Source data START
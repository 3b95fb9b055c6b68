//! Driver de registradores do MLX90640
//!
//! O barramento pertence ao chamador e é passado ao construtor; o driver não
//! guarda nenhum descritor global. Endereços de registrador e palavras de
//! dados trafegam em big-endian.

use crate::error::{ThermalError, ThermalResult};
use crate::types::{
    EEPROM_WORDS, FRAME_WORDS, MAX_FREQUENCY_HZ, RawFrame, RefreshRate, ThermalConfig,
};
use binsense_core::{Component, Sensor, SensorError};
use embedded_hal::i2c::I2c;
use std::fmt;
use tracing::{debug, info};

/// Endereço de chamada geral do barramento
pub const GENERAL_CALL_ADDRESS: u8 = 0x00;

/// Comando de reset por chamada geral
pub const GENERAL_RESET_COMMAND: u8 = 0x06;

pub const RAM_START: u16 = 0x0400;
pub const EEPROM_START: u16 = 0x2400;
pub const STATUS_REGISTER: u16 = 0x8000;
pub const CONTROL_REGISTER: u16 = 0x800D;

const STATUS_NEW_DATA: u16 = 0x0008;
const STATUS_SUBPAGE_MASK: u16 = 0x0007;
const CONTROL_REFRESH_MASK: u16 = 0x0380;
const CONTROL_REFRESH_SHIFT: u16 = 7;

/// Câmera térmica MLX90640
pub struct Mlx90640<I> {
    i2c: I,
    config: ThermalConfig,
    initialized: bool,
    frame_count: u64,
}

impl<I: I2c> Mlx90640<I> {
    /// Cria driver com configuração padrão (endereço 0x33)
    pub fn new(i2c: I) -> Self {
        Self {
            i2c,
            config: ThermalConfig::default(),
            initialized: false,
            frame_count: 0,
        }
    }

    /// Cria driver com configuração específica
    pub fn with_config(i2c: I, config: ThermalConfig) -> ThermalResult<Self> {
        validate(&config)?;

        Ok(Self {
            i2c,
            config,
            initialized: false,
            frame_count: 0,
        })
    }

    /// Confere que o dispositivo responde e aplica a taxa configurada
    pub fn init(&mut self) -> ThermalResult<()> {
        let control = self.control()?;
        debug!(address = self.config.address, control, "mlx90640 responded");

        self.set_refresh_rate(self.config.refresh_rate)?;
        self.initialized = true;

        info!(
            address = self.config.address,
            refresh_hz = self.config.refresh_rate.hz(),
            "thermal camera initialized"
        );
        Ok(())
    }

    /// Reset por chamada geral; afeta todos os dispositivos do barramento
    pub fn general_reset(&mut self) -> ThermalResult<()> {
        self.i2c
            .write(GENERAL_CALL_ADDRESS, &[GENERAL_RESET_COMMAND])
            .map_err(ThermalError::bus)?;
        self.initialized = false;
        Ok(())
    }

    /// Lê `buffer.len()` palavras a partir de `start`
    pub fn read_words(&mut self, start: u16, buffer: &mut [u16]) -> ThermalResult<()> {
        let mut raw = vec![0u8; buffer.len() * 2];
        self.i2c
            .write_read(self.config.address, &start.to_be_bytes(), &mut raw)
            .map_err(ThermalError::bus)?;

        for (word, bytes) in buffer.iter_mut().zip(raw.chunks_exact(2)) {
            *word = u16::from_be_bytes([bytes[0], bytes[1]]);
        }
        Ok(())
    }

    /// Lê uma única palavra
    pub fn read_word(&mut self, register: u16) -> ThermalResult<u16> {
        let mut word = [0u16; 1];
        self.read_words(register, &mut word)?;
        Ok(word[0])
    }

    /// Grava uma palavra em um registrador
    pub fn write_word(&mut self, register: u16, value: u16) -> ThermalResult<()> {
        let [ra, rb] = register.to_be_bytes();
        let [va, vb] = value.to_be_bytes();
        self.i2c
            .write(self.config.address, &[ra, rb, va, vb])
            .map_err(ThermalError::bus)
    }

    /// Registra a frequência pedida.
    ///
    /// O clock pertence à implementação do barramento; o driver só guarda o
    /// valor para quem monta o transporte.
    pub fn set_frequency(&mut self, hz: u32) -> ThermalResult<()> {
        if hz == 0 || hz > MAX_FREQUENCY_HZ {
            return Err(ThermalError::InvalidFrequency(hz));
        }
        self.config.frequency_hz = hz;
        Ok(())
    }

    pub fn frequency(&self) -> u32 {
        self.config.frequency_hz
    }

    pub fn status(&mut self) -> ThermalResult<u16> {
        self.read_word(STATUS_REGISTER)
    }

    pub fn control(&mut self) -> ThermalResult<u16> {
        self.read_word(CONTROL_REGISTER)
    }

    /// Taxa de atualização atual do dispositivo
    pub fn refresh_rate(&mut self) -> ThermalResult<RefreshRate> {
        let control = self.control()?;
        Ok(RefreshRate::from_bits(
            (control & CONTROL_REFRESH_MASK) >> CONTROL_REFRESH_SHIFT,
        ))
    }

    /// Altera só os bits de taxa do registrador de controle
    pub fn set_refresh_rate(&mut self, rate: RefreshRate) -> ThermalResult<()> {
        let control = self.control()?;
        let updated = (control & !CONTROL_REFRESH_MASK) | (rate.bits() << CONTROL_REFRESH_SHIFT);
        self.write_word(CONTROL_REGISTER, updated)?;
        self.config.refresh_rate = rate;
        Ok(())
    }

    /// Dump da EEPROM de calibração
    pub fn read_eeprom(&mut self) -> ThermalResult<Vec<u16>> {
        let mut words = vec![0u16; EEPROM_WORDS];
        self.read_words(EEPROM_START, &mut words)?;
        Ok(words)
    }

    /// Lê o frame da RAM se houver dado novo
    pub fn read_frame(&mut self) -> ThermalResult<RawFrame> {
        if !self.initialized {
            return Err(ThermalError::NotInitialized);
        }

        let status = self.status()?;
        if status & STATUS_NEW_DATA == 0 {
            return Err(ThermalError::NoData);
        }

        let mut words = vec![0u16; FRAME_WORDS];
        self.read_words(RAM_START, &mut words)?;
        self.write_word(STATUS_REGISTER, status & !STATUS_NEW_DATA)?;
        self.frame_count += 1;

        Ok(RawFrame {
            subpage: (status & STATUS_SUBPAGE_MASK) as u8,
            words,
        })
    }

    pub fn config(&self) -> &ThermalConfig {
        &self.config
    }

    /// Frames lidos com sucesso
    pub fn frame_count(&self) -> u64 {
        self.frame_count
    }

    /// Devolve o barramento ao chamador
    pub fn release(self) -> I {
        self.i2c
    }
}

fn validate(config: &ThermalConfig) -> ThermalResult<()> {
    if config.address == GENERAL_CALL_ADDRESS || config.address > 0x7F {
        return Err(ThermalError::InvalidAddress(config.address));
    }
    if config.frequency_hz == 0 || config.frequency_hz > MAX_FREQUENCY_HZ {
        return Err(ThermalError::InvalidFrequency(config.frequency_hz));
    }
    Ok(())
}

impl<I> fmt::Debug for Mlx90640<I> {
    fn fmt(&self, f: &mut fmt::Formatter<'_>) -> fmt::Result {
        f.debug_struct("Mlx90640")
            .field("config", &self.config)
            .field("initialized", &self.initialized)
            .field("frame_count", &self.frame_count)
            .finish()
    }
}

// ═══════════════════════════════════════════════════════════════════════════════
// IMPLEMENTAÇÃO DOS TRAITS DO CORE
// ═══════════════════════════════════════════════════════════════════════════════

impl<I: I2c> Component for Mlx90640<I> {
    fn name(&self) -> &str {
        "Mlx90640"
    }

    fn is_ready(&self) -> bool {
        self.initialized
    }
}

impl<I: I2c> Sensor for Mlx90640<I> {
    type Reading = RawFrame;
    type Config = ThermalConfig;

    fn configure(&mut self, config: Self::Config) -> Result<(), SensorError> {
        validate(&config)?;
        let rate = config.refresh_rate;
        self.config = config;
        if self.initialized {
            self.set_refresh_rate(rate)?;
        }
        Ok(())
    }

    fn read(&mut self) -> Result<Self::Reading, SensorError> {
        Ok(self.read_frame()?)
    }

    fn sample_rate(&self) -> f32 {
        self.config.refresh_rate.hz()
    }

    fn reset(&mut self) -> Result<(), SensorError> {
        self.general_reset()?;
        Ok(())
    }
}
Source data END
**What is being asked**
Give an exact copy of the lines above from the line with "Câmera térmica MLX90640" up to and including the line with "palavras a partir", and leave everything else out.

**Result**
/// Câmera térmica MLX90640
pub struct Mlx90640<I> {
    i2c: I,
    config: ThermalConfig,
    initialized: bool,
    frame_count: u64,
}

impl<I: I2c> Mlx90640<I> {
    /// Cria driver com configuração padrão (endereço 0x33)
    pub fn new(i2c: I) -> Self {
        Self {
            i2c,
            config: ThermalConfig::default(),
            initialized: false,
            frame_count: 0,
        }
    }

    /// Cria driver com configuração específica
    pub fn with_config(i2c: I, config: ThermalConfig) -> ThermalResult<Self> {
        validate(&config)?;

        Ok(Self {
            i2c,
            config,
            initialized: false,
            frame_count: 0,
        })
    }

    /// Confere que o dispositivo responde e aplica a taxa configurada
    pub fn init(&mut self) -> ThermalResult<()> {
        let control = self.control()?;
        debug!(address = self.config.address, control, "mlx90640 responded");

        self.set_refresh_rate(self.config.refresh_rate)?;
        self.initialized = true;

        info!(
            address = self.config.address,
            refresh_hz = self.config.refresh_rate.hz(),
            "thermal camera initialized"
        );
        Ok(())
    }

    /// Reset por chamada geral; afeta todos os dispositivos do barramento
    pub fn general_reset(&mut self) -> ThermalResult<()> {
        self.i2c
            .write(GENERAL_CALL_ADDRESS, &[GENERAL_RESET_COMMAND])
            .map_err(ThermalError::bus)?;
        self.initialized = false;
        Ok(())
    }

    /// Lê `buffer.len()` palavras a partir de `start`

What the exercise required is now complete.